=== Available records ===

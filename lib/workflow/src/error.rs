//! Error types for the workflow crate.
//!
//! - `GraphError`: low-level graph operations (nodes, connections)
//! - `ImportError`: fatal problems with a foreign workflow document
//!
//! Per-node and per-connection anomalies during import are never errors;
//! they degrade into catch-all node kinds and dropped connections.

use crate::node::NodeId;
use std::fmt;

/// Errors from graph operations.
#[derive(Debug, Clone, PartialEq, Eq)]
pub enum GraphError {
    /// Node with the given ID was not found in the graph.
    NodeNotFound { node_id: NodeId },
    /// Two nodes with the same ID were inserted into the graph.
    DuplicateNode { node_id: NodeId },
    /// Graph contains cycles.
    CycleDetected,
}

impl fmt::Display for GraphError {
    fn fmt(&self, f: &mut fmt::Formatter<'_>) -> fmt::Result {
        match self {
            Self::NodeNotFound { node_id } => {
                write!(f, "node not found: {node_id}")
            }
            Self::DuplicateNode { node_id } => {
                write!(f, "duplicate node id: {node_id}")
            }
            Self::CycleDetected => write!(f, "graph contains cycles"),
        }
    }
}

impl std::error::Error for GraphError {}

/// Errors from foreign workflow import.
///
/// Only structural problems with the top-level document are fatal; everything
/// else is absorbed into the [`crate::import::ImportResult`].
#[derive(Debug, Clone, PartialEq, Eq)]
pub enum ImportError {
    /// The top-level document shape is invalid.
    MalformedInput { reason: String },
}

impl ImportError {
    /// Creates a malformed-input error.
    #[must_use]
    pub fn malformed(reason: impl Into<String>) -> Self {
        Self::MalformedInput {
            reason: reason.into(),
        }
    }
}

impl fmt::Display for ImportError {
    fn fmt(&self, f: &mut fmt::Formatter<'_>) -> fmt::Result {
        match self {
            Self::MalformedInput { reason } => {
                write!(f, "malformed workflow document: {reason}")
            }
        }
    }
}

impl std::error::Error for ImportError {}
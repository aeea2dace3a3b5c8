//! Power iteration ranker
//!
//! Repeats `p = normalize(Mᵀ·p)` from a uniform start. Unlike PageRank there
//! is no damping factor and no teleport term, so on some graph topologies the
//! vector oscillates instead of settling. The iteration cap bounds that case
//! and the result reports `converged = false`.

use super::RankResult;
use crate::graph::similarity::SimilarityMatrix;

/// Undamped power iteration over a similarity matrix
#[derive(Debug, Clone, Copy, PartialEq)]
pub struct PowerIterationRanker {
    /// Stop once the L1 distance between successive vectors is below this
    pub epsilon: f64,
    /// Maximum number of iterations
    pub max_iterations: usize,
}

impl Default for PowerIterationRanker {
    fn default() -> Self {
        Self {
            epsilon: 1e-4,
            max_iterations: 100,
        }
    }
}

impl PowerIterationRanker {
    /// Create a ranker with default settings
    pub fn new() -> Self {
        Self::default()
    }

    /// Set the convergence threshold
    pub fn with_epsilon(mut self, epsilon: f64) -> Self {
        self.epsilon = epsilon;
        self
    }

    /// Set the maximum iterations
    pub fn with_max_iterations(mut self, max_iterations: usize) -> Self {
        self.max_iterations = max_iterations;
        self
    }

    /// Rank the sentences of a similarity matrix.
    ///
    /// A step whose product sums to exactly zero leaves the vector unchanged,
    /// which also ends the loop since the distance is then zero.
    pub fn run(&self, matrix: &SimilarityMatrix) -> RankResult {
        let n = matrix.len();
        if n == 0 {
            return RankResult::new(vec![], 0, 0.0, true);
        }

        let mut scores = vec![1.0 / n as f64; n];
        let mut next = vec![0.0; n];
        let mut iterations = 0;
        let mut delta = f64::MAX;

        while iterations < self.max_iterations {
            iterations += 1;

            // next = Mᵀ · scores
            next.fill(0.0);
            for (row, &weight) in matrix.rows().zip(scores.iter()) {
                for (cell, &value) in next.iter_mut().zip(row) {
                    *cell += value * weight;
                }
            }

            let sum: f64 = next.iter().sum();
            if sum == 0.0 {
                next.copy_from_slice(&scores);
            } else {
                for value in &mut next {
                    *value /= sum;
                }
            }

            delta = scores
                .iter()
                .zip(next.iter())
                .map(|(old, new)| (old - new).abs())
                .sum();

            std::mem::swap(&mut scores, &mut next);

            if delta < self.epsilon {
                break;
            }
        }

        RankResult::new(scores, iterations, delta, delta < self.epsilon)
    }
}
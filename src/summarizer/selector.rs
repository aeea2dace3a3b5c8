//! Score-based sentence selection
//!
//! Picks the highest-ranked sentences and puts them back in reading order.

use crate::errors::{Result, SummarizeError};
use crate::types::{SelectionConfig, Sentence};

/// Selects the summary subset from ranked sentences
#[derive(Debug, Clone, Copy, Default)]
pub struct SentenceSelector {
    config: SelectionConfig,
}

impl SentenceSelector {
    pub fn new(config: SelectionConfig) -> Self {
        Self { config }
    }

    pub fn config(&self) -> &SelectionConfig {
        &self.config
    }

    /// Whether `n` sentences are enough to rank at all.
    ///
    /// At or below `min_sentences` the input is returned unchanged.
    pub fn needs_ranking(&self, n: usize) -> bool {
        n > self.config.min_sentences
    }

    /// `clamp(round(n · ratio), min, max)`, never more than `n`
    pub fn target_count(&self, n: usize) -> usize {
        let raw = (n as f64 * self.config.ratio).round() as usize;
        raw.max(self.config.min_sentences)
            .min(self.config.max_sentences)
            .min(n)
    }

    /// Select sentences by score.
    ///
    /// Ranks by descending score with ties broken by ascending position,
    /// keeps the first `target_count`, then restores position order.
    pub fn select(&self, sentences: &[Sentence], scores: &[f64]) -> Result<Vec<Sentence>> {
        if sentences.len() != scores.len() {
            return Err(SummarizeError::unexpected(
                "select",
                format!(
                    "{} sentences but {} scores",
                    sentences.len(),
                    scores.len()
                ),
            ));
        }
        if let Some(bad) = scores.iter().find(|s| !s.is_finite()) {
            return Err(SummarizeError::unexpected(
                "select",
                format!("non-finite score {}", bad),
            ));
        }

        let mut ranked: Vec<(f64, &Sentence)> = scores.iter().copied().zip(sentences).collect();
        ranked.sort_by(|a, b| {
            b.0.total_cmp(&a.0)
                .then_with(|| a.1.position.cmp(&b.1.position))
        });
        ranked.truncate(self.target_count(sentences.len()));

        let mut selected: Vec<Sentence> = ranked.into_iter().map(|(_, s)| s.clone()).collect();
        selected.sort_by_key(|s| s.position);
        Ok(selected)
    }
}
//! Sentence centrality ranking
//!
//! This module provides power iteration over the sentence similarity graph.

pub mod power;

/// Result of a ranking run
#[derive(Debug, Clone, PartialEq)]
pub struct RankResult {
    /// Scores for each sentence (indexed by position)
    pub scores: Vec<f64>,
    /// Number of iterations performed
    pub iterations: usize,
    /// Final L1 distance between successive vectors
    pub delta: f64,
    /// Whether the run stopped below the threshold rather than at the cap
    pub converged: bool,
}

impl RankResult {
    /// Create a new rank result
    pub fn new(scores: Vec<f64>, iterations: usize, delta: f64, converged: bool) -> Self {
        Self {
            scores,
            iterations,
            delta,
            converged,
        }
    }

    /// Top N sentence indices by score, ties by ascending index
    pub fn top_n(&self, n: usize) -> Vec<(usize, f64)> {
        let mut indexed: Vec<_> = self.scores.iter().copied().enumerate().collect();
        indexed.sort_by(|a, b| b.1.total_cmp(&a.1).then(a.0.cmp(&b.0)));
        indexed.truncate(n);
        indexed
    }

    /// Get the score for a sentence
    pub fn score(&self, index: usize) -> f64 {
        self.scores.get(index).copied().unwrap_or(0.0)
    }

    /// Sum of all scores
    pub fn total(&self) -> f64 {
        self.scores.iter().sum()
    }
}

===

→ **Task details**: Write out the records once more, precisely as they stand.

→ **Answer to the problem**:
filename lib/workflow/src/error.rs
//! Error types for the workflow crate.
//!
//! - `GraphError`: low-level graph operations (nodes, connections)
//! - `ImportError`: fatal problems with a foreign workflow document
//!
//! Per-node and per-connection anomalies during import are never errors;
//! they degrade into catch-all node kinds and dropped connections.

use crate::node::NodeId;
use std::fmt;

/// Errors from graph operations.
#[derive(Debug, Clone, PartialEq, Eq)]
pub enum GraphError {
    /// Node with the given ID was not found in the graph.
    NodeNotFound { node_id: NodeId },
    /// Two nodes with the same ID were inserted into the graph.
    DuplicateNode { node_id: NodeId },
    /// Graph contains cycles.
    CycleDetected,
}

impl fmt::Display for GraphError {
    fn fmt(&self, f: &mut fmt::Formatter<'_>) -> fmt::Result {
        match self {
            Self::NodeNotFound { node_id } => {
                write!(f, "node not found: {node_id}")
            }
            Self::DuplicateNode { node_id } => {
                write!(f, "duplicate node id: {node_id}")
            }
            Self::CycleDetected => write!(f, "graph contains cycles"),
        }
    }
}

impl std::error::Error for GraphError {}

/// Errors from foreign workflow import.
///
/// Only structural problems with the top-level document are fatal; everything
/// else is absorbed into the [`crate::import::ImportResult`].
#[derive(Debug, Clone, PartialEq, Eq)]
pub enum ImportError {
    /// The top-level document shape is invalid.
    MalformedInput { reason: String },
}

impl ImportError {
    /// Creates a malformed-input error.
    #[must_use]
    pub fn malformed(reason: impl Into<String>) -> Self {
        Self::MalformedInput {
            reason: reason.into(),
        }
    }
}

impl fmt::Display for ImportError {
    fn fmt(&self, f: &mut fmt::Formatter<'_>) -> fmt::Result {
        match self {
            Self::MalformedInput { reason } => {
                write!(f, "malformed workflow document: {reason}")
            }
        }
    }
}

impl std::error::Error for ImportError {}
repository aeea2dace3a3b5c8
//! Power iteration ranker
//!
//! Repeats `p = normalize(Mᵀ·p)` from a uniform start. Unlike PageRank there
//! is no damping factor and no teleport term, so on some graph topologies the
//! vector oscillates instead of settling. The iteration cap bounds that case
//! and the result reports `converged = false`.

use super::RankResult;
use crate::graph::similarity::SimilarityMatrix;

/// Undamped power iteration over a similarity matrix
#[derive(Debug, Clone, Copy, PartialEq)]
pub struct PowerIterationRanker {
    /// Stop once the L1 distance between successive vectors is below this
    pub epsilon: f64,
    /// Maximum number of iterations
    pub max_iterations: usize,
}

impl Default for PowerIterationRanker {
    fn default() -> Self {
        Self {
            epsilon: 1e-4,
            max_iterations: 100,
        }
    }
}

impl PowerIterationRanker {
    /// Create a ranker with default settings
    pub fn new() -> Self {
        Self::default()
    }

    /// Set the convergence threshold
    pub fn with_epsilon(mut self, epsilon: f64) -> Self {
        self.epsilon = epsilon;
        self
    }

    /// Set the maximum iterations
    pub fn with_max_iterations(mut self, max_iterations: usize) -> Self {
        self.max_iterations = max_iterations;
        self
    }

    /// Rank the sentences of a similarity matrix.
    ///
    /// A step whose product sums to exactly zero leaves the vector unchanged,
    /// which also ends the loop since the distance is then zero.
    pub fn run(&self, matrix: &SimilarityMatrix) -> RankResult {
        let n = matrix.len();
        if n == 0 {
            return RankResult::new(vec![], 0, 0.0, true);
        }

        let mut scores = vec![1.0 / n as f64; n];
        let mut next = vec![0.0; n];
        let mut iterations = 0;
        let mut delta = f64::MAX;

        while iterations < self.max_iterations {
            iterations += 1;

            // next = Mᵀ · scores
            next.fill(0.0);
            for (row, &weight) in matrix.rows().zip(scores.iter()) {
                for (cell, &value) in next.iter_mut().zip(row) {
                    *cell += value * weight;
                }
            }

            let sum: f64 = next.iter().sum();
            if sum == 0.0 {
                next.copy_from_slice(&scores);
            } else {
                for value in &mut next {
                    *value /= sum;
                }
            }

            delta = scores
                .iter()
                .zip(next.iter())
                .map(|(old, new)| (old - new).abs())
                .sum();

            std::mem::swap(&mut scores, &mut next);

            if delta < self.epsilon {
                break;
            }
        }

        RankResult::new(scores, iterations, delta, delta < self.epsilon)
    }
}
filename src/summarizer/selector.rs
repository aeea2dace3a3b5c8
//! Score-based sentence selection
//!
//! Picks the highest-ranked sentences and puts them back in reading order.

use crate::errors::{Result, SummarizeError};
use crate::types::{SelectionConfig, Sentence};

/// Selects the summary subset from ranked sentences
#[derive(Debug, Clone, Copy, Default)]
pub struct SentenceSelector {
    config: SelectionConfig,
}

impl SentenceSelector {
    pub fn new(config: SelectionConfig) -> Self {
        Self { config }
    }

    pub fn config(&self) -> &SelectionConfig {
        &self.config
    }

    /// Whether `n` sentences are enough to rank at all.
    ///
    /// At or below `min_sentences` the input is returned unchanged.
    pub fn needs_ranking(&self, n: usize) -> bool {
        n > self.config.min_sentences
    }

    /// `clamp(round(n · ratio), min, max)`, never more than `n`
    pub fn target_count(&self, n: usize) -> usize {
        let raw = (n as f64 * self.config.ratio).round() as usize;
        raw.max(self.config.min_sentences)
            .min(self.config.max_sentences)
            .min(n)
    }

    /// Select sentences by score.
    ///
    /// Ranks by descending score with ties broken by ascending position,
    /// keeps the first `target_count`, then restores position order.
    pub fn select(&self, sentences: &[Sentence], scores: &[f64]) -> Result<Vec<Sentence>> {
        if sentences.len() != scores.len() {
            return Err(SummarizeError::unexpected(
                "select",
                format!(
                    "{} sentences but {} scores",
                    sentences.len(),
                    scores.len()
                ),
            ));
        }
        if let Some(bad) = scores.iter().find(|s| !s.is_finite()) {
            return Err(SummarizeError::unexpected(
                "select",
                format!("non-finite score {}", bad),
            ));
        }

        let mut ranked: Vec<(f64, &Sentence)> = scores.iter().copied().zip(sentences).collect();
        ranked.sort_by(|a, b| {
            b.0.total_cmp(&a.0)
                .then_with(|| a.1.position.cmp(&b.1.position))
        });
        ranked.truncate(self.target_count(sentences.len()));

        let mut selected: Vec<Sentence> = ranked.into_iter().map(|(_, s)| s.clone()).collect();
        selected.sort_by_key(|s| s.position);
        Ok(selected)
    }
}
//! Sentence centrality ranking
//!
//! This module provides power iteration over the sentence similarity graph.

pub mod power;

/// Result of a ranking run
#[derive(Debug, Clone, PartialEq)]
pub struct RankResult {
    /// Scores for each sentence (indexed by position)
    pub scores: Vec<f64>,
    /// Number of iterations performed
    pub iterations: usize,
    /// Final L1 distance between successive vectors
    pub delta: f64,
    /// Whether the run stopped below the threshold rather than at the cap
    pub converged: bool,
}

impl RankResult {
    /// Create a new rank result
    pub fn new(scores: Vec<f64>, iterations: usize, delta: f64, converged: bool) -> Self {
        Self {
            scores,
            iterations,
            delta,
            converged,
        }
    }

    /// Top N sentence indices by score, ties by ascending index
    pub fn top_n(&self, n: usize) -> Vec<(usize, f64)> {
        let mut indexed: Vec<_> = self.scores.iter().copied().enumerate().collect();
        indexed.sort_by(|a, b| b.1.total_cmp(&a.1).then(a.0.cmp(&b.0)));
        indexed.truncate(n);
        indexed
    }

    /// Get the score for a sentence
    pub fn score(&self, index: usize) -> f64 {
        self.scores.get(index).copied().unwrap_or(0.0)
    }

    /// Sum of all scores
    pub fn total(&self) -> f64 {
        self.scores.iter().sum()
    }
}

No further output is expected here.